***** Record extracts *****
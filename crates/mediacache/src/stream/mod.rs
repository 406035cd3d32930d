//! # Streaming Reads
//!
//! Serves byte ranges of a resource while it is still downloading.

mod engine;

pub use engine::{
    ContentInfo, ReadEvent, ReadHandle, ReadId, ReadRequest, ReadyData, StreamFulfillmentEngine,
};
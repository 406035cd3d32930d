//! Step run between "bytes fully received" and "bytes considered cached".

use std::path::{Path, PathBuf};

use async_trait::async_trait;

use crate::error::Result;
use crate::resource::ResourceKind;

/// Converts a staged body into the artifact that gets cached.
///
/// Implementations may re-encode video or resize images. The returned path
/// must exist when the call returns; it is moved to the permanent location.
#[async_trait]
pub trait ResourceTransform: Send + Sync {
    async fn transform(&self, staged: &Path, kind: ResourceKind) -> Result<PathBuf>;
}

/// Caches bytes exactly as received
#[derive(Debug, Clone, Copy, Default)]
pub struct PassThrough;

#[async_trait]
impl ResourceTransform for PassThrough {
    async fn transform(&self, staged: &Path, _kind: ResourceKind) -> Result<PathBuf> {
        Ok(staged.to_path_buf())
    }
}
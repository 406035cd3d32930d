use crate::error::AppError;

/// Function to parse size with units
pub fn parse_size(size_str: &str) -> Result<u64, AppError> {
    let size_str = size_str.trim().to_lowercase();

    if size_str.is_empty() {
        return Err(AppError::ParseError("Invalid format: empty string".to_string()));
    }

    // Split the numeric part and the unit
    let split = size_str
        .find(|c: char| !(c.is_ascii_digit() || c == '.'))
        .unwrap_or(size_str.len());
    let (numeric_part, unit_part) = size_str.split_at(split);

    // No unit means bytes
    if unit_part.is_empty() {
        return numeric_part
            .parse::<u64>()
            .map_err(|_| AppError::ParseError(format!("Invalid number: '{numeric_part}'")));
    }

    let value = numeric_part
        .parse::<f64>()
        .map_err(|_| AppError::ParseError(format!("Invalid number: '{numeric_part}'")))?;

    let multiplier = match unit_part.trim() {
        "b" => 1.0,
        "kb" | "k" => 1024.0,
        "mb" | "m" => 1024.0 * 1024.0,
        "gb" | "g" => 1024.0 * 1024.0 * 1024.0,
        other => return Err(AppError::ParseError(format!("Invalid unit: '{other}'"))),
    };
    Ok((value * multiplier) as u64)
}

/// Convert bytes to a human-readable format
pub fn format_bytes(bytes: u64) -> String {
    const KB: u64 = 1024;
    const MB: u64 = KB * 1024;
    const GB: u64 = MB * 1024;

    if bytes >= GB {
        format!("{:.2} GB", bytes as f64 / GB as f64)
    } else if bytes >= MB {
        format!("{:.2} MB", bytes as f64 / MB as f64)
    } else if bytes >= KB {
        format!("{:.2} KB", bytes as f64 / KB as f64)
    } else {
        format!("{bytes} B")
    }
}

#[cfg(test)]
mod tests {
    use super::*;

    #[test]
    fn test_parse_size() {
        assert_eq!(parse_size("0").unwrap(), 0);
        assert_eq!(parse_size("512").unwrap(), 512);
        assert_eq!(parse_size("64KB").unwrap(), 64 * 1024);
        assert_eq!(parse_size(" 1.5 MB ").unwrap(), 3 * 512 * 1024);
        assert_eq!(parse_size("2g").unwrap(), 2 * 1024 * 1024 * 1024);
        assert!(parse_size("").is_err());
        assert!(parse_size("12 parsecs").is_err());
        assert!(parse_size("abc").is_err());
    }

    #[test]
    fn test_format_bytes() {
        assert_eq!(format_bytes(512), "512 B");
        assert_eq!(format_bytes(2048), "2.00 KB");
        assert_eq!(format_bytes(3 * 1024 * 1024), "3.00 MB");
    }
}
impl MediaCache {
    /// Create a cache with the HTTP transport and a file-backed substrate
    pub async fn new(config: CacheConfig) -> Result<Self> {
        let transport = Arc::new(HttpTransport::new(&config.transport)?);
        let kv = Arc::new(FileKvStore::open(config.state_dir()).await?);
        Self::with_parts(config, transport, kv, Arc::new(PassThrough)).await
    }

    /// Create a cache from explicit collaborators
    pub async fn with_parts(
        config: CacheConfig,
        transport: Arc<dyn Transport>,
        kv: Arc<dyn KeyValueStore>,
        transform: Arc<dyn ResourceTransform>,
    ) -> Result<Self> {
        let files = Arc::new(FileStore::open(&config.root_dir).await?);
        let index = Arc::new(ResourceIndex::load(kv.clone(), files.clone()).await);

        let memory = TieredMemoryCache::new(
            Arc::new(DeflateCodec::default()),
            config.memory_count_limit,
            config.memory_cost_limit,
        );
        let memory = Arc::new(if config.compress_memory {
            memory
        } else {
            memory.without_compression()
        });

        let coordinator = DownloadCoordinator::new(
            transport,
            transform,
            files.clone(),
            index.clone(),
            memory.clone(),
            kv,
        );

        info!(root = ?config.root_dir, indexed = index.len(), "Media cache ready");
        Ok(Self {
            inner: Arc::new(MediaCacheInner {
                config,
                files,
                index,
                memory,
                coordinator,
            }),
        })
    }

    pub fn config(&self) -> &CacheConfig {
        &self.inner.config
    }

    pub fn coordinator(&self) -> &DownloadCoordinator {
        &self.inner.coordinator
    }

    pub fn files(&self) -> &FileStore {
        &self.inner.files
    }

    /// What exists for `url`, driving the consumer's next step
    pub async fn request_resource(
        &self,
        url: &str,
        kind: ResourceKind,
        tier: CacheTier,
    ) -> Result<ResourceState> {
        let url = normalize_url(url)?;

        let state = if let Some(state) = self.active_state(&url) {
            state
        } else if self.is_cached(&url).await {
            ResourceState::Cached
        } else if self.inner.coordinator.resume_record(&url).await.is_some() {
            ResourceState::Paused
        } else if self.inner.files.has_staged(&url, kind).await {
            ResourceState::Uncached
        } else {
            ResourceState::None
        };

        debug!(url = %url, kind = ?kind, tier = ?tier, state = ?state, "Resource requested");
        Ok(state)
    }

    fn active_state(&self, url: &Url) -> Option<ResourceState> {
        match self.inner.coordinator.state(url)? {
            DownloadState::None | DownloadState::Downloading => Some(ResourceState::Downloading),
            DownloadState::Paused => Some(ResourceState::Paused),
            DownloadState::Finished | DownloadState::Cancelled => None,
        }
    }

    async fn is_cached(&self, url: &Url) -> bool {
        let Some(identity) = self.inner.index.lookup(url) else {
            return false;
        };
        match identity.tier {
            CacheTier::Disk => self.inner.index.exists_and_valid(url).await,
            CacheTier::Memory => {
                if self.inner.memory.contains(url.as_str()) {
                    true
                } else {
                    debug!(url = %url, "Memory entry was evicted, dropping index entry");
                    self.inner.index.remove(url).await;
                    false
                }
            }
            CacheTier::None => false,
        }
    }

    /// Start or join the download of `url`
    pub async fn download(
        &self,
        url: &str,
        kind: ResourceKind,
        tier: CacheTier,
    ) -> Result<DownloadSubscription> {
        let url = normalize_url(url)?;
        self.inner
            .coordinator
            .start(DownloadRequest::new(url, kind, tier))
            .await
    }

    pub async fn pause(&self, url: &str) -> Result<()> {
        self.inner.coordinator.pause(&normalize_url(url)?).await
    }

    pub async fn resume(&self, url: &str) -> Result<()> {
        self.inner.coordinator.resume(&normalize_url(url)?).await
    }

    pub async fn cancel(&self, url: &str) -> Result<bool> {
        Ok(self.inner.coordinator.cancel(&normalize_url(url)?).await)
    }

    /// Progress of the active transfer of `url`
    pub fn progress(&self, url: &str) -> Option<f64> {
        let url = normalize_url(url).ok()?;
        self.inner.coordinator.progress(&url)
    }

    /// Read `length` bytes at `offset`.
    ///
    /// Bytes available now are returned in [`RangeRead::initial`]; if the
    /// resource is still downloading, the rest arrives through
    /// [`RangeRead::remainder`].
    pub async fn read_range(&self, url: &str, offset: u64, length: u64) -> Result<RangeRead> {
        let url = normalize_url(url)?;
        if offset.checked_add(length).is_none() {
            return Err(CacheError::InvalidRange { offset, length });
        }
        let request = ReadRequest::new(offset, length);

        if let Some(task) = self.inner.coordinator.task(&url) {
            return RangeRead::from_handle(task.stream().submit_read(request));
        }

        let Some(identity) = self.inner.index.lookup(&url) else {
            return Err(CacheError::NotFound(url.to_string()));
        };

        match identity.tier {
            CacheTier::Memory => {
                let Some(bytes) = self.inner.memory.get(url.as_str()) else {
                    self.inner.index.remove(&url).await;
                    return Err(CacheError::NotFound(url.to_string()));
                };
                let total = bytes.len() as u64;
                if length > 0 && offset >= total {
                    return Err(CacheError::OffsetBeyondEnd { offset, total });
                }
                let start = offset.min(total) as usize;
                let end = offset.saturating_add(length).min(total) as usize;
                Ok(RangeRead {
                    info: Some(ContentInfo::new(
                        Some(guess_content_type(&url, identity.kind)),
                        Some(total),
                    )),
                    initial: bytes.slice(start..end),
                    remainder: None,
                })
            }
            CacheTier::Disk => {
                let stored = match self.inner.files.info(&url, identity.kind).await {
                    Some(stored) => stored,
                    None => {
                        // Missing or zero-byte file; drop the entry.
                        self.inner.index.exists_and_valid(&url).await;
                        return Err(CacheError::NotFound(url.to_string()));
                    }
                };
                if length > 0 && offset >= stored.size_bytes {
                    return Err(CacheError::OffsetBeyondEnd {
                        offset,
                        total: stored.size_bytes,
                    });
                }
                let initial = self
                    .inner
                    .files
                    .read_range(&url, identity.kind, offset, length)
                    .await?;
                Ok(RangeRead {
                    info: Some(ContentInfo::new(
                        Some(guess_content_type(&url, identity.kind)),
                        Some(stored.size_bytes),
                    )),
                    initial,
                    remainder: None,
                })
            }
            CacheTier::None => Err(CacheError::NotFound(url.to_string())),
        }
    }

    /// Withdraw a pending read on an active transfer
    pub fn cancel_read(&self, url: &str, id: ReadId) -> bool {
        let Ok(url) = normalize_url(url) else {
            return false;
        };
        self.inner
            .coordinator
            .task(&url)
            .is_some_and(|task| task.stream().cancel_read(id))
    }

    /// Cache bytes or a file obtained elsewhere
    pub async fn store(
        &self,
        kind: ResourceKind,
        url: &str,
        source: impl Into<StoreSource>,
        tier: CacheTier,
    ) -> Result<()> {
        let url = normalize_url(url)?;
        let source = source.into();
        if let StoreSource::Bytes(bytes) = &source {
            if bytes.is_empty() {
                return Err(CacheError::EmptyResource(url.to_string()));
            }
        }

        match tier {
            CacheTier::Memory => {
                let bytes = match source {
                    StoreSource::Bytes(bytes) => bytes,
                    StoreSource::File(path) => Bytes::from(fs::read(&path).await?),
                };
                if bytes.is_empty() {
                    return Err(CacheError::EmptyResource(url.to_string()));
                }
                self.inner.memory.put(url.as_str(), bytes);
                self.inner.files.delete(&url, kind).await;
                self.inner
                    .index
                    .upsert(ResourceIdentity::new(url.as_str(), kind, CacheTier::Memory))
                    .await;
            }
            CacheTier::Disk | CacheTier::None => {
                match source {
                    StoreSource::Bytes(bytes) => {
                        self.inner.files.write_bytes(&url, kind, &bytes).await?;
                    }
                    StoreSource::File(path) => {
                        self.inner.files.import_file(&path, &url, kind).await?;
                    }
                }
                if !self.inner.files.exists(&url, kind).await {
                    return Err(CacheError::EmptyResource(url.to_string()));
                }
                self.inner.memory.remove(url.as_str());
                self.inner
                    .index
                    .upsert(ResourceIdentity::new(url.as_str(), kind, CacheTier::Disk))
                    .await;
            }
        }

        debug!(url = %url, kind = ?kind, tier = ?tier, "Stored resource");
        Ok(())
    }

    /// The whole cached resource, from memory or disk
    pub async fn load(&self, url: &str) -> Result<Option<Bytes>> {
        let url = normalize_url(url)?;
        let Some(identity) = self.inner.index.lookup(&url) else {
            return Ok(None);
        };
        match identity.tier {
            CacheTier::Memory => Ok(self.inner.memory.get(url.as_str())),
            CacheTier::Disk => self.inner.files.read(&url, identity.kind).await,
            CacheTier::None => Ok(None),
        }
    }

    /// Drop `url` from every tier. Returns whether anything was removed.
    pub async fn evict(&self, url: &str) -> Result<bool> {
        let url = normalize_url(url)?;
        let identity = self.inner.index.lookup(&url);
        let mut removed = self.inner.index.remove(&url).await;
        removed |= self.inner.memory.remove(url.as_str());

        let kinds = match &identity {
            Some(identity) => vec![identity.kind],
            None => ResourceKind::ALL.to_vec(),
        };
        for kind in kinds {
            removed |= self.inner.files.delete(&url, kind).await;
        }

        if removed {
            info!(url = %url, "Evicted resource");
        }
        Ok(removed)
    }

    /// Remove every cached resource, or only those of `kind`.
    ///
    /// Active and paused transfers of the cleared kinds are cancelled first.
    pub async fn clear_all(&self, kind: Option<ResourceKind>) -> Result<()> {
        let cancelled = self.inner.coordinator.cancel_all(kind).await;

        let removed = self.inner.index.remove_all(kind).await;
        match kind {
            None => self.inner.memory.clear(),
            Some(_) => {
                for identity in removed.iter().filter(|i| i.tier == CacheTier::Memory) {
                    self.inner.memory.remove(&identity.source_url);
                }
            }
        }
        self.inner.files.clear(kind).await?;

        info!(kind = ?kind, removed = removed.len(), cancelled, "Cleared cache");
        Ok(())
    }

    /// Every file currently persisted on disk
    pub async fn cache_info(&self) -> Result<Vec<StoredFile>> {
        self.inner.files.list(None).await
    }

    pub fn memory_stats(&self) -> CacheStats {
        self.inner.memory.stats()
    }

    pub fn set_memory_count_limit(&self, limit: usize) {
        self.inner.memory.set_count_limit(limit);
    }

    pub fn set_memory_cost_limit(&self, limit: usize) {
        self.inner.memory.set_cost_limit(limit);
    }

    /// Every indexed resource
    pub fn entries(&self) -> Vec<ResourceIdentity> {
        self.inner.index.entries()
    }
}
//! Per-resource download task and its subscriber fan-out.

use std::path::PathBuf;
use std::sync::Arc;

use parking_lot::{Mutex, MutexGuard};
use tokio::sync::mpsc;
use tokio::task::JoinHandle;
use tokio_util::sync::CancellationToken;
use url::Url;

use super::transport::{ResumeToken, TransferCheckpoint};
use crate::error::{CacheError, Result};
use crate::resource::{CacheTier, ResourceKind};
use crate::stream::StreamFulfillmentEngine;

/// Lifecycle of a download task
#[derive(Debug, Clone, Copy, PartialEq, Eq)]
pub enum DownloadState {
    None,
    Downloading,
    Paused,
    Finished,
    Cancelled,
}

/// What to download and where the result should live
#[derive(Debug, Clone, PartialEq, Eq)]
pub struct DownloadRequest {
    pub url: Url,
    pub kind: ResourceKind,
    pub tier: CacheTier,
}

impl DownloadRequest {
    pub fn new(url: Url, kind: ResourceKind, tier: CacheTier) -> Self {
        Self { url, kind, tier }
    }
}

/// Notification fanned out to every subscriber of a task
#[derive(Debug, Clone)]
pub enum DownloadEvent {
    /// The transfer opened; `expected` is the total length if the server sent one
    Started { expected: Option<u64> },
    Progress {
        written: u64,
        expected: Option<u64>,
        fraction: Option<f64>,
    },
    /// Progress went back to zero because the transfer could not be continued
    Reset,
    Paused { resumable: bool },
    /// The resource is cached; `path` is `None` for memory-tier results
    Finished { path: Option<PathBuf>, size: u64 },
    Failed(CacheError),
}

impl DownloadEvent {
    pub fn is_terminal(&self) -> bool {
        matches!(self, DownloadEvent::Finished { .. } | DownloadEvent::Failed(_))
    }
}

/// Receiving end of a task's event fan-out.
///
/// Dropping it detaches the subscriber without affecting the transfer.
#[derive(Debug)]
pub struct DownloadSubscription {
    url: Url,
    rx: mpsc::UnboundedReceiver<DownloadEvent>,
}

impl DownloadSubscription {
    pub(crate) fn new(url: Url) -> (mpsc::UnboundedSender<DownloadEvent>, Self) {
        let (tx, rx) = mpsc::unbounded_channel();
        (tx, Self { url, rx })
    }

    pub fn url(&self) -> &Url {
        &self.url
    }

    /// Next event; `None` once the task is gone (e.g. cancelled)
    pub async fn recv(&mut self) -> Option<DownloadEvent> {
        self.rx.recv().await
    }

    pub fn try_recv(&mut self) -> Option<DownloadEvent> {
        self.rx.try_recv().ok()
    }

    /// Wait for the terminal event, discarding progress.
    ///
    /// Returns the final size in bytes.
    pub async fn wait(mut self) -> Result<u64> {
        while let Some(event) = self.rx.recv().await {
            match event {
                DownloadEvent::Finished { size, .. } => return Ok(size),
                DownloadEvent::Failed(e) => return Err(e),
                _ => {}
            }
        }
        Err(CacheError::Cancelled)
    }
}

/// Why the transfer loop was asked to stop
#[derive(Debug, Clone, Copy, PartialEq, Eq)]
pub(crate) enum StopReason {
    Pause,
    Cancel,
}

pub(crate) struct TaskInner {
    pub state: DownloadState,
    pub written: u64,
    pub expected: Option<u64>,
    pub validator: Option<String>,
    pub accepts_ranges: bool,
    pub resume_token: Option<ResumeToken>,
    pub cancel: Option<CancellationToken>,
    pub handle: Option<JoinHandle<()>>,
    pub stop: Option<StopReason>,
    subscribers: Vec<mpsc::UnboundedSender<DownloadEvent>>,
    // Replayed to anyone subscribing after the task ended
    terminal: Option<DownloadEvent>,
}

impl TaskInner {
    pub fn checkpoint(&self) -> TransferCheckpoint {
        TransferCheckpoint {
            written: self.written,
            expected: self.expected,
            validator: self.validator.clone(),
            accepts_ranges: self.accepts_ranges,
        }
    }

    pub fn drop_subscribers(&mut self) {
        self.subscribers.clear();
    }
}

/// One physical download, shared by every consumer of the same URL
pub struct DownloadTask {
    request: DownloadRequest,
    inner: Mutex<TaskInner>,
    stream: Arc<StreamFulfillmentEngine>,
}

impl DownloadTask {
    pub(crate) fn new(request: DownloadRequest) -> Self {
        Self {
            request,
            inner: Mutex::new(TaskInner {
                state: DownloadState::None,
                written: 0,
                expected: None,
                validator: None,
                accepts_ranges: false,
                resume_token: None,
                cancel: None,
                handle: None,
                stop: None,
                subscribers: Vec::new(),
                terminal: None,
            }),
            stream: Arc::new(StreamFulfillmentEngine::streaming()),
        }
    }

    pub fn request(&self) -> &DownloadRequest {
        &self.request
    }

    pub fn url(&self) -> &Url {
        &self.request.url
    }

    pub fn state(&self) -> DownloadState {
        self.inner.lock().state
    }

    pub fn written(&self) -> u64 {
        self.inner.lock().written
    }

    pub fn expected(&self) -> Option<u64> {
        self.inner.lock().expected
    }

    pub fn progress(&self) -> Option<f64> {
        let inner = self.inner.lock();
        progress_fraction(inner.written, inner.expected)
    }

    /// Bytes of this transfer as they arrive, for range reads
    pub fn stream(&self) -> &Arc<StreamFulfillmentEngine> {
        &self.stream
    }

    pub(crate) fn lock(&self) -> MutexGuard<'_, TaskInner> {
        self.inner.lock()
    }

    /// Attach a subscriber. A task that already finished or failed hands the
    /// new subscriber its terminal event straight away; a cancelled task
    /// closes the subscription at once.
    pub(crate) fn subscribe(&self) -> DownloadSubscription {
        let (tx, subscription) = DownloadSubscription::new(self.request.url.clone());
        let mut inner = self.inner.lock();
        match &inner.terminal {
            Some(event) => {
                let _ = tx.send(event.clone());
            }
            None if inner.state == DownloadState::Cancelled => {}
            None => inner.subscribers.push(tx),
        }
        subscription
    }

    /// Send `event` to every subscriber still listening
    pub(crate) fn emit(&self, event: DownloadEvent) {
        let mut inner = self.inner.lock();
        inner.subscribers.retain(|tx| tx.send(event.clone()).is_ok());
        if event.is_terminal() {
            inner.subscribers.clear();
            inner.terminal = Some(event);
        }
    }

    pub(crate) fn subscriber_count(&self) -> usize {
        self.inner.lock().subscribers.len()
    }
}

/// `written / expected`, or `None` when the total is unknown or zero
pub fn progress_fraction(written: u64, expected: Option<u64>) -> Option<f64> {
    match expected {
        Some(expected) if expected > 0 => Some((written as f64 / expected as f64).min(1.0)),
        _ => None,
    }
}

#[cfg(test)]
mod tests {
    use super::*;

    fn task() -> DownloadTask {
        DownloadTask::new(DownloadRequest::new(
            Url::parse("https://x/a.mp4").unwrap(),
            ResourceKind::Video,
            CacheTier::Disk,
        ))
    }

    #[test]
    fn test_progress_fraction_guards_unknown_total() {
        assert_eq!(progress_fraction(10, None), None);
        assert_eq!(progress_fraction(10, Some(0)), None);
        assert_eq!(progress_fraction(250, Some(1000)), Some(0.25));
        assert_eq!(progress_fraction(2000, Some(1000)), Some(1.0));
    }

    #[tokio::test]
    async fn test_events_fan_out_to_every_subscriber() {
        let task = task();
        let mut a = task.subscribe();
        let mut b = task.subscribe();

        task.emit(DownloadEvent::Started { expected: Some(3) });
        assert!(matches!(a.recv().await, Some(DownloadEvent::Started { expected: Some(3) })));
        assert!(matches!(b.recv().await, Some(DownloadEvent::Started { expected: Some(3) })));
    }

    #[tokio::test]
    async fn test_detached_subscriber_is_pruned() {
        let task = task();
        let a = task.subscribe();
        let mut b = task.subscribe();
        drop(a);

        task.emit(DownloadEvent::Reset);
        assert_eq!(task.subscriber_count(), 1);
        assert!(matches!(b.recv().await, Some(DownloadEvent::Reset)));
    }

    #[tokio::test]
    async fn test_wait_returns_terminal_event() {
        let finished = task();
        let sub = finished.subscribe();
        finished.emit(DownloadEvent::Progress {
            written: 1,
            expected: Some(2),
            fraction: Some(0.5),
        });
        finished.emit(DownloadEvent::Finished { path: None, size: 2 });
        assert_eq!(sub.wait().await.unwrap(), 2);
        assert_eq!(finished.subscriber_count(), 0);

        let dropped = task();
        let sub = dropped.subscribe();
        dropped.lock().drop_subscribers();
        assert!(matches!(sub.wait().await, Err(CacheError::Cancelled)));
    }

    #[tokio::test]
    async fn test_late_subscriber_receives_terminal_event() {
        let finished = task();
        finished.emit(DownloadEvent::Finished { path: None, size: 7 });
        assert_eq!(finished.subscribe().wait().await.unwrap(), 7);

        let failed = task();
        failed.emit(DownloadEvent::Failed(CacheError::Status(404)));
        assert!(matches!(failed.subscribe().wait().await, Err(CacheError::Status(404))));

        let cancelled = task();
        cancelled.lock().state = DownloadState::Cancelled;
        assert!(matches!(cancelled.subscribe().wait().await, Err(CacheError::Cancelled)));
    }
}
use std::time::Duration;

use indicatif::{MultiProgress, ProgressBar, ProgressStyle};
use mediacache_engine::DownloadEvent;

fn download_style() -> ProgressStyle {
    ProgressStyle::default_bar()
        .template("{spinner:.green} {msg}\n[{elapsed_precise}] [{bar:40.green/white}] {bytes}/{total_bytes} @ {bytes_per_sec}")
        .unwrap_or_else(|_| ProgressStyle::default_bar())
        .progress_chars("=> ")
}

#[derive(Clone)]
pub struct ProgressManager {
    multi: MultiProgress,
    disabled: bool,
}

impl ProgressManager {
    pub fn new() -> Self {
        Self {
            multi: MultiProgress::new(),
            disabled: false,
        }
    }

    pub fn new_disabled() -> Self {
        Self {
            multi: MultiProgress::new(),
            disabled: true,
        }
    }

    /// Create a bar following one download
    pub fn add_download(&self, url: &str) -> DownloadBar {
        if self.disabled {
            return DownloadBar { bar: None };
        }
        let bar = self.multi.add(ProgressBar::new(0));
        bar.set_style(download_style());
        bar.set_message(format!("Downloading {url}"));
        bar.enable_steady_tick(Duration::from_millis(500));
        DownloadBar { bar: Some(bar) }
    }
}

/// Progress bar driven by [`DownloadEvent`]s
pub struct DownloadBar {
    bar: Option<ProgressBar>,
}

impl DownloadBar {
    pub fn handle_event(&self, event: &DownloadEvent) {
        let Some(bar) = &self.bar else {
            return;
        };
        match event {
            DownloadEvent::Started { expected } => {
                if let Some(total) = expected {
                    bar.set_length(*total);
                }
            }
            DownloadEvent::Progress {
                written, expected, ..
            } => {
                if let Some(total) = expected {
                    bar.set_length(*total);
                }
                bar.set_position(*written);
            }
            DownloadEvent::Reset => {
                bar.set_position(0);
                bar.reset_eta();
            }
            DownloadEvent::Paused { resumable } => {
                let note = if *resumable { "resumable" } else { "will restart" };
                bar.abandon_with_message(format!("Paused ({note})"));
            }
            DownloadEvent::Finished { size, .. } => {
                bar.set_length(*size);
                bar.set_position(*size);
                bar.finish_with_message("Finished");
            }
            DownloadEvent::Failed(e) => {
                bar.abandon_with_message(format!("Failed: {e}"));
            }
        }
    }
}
*****
The task: Nothing but the lines from the start of the data above through the line with "size with units" should appear in your answer, copied exactly.

Answer section:
filename crates/mediacache/src/stream/mod.rs
repository 406035cd3d32930d
//! # Streaming Reads
//!
//! Serves byte ranges of a resource while it is still downloading.

mod engine;

pub use engine::{
    ContentInfo, ReadEvent, ReadHandle, ReadId, ReadRequest, ReadyData, StreamFulfillmentEngine,
};
repository 406035cd3d32930d
//! Step run between "bytes fully received" and "bytes considered cached".

use std::path::{Path, PathBuf};

use async_trait::async_trait;

use crate::error::Result;
use crate::resource::ResourceKind;

/// Converts a staged body into the artifact that gets cached.
///
/// Implementations may re-encode video or resize images. The returned path
/// must exist when the call returns; it is moved to the permanent location.
#[async_trait]
pub trait ResourceTransform: Send + Sync {
    async fn transform(&self, staged: &Path, kind: ResourceKind) -> Result<PathBuf>;
}

/// Caches bytes exactly as received
#[derive(Debug, Clone, Copy, Default)]
pub struct PassThrough;

#[async_trait]
impl ResourceTransform for PassThrough {
    async fn transform(&self, staged: &Path, _kind: ResourceKind) -> Result<PathBuf> {
        Ok(staged.to_path_buf())
    }
}
repository 406035cd3d32930d
use crate::error::AppError;

/// Function to parse size with units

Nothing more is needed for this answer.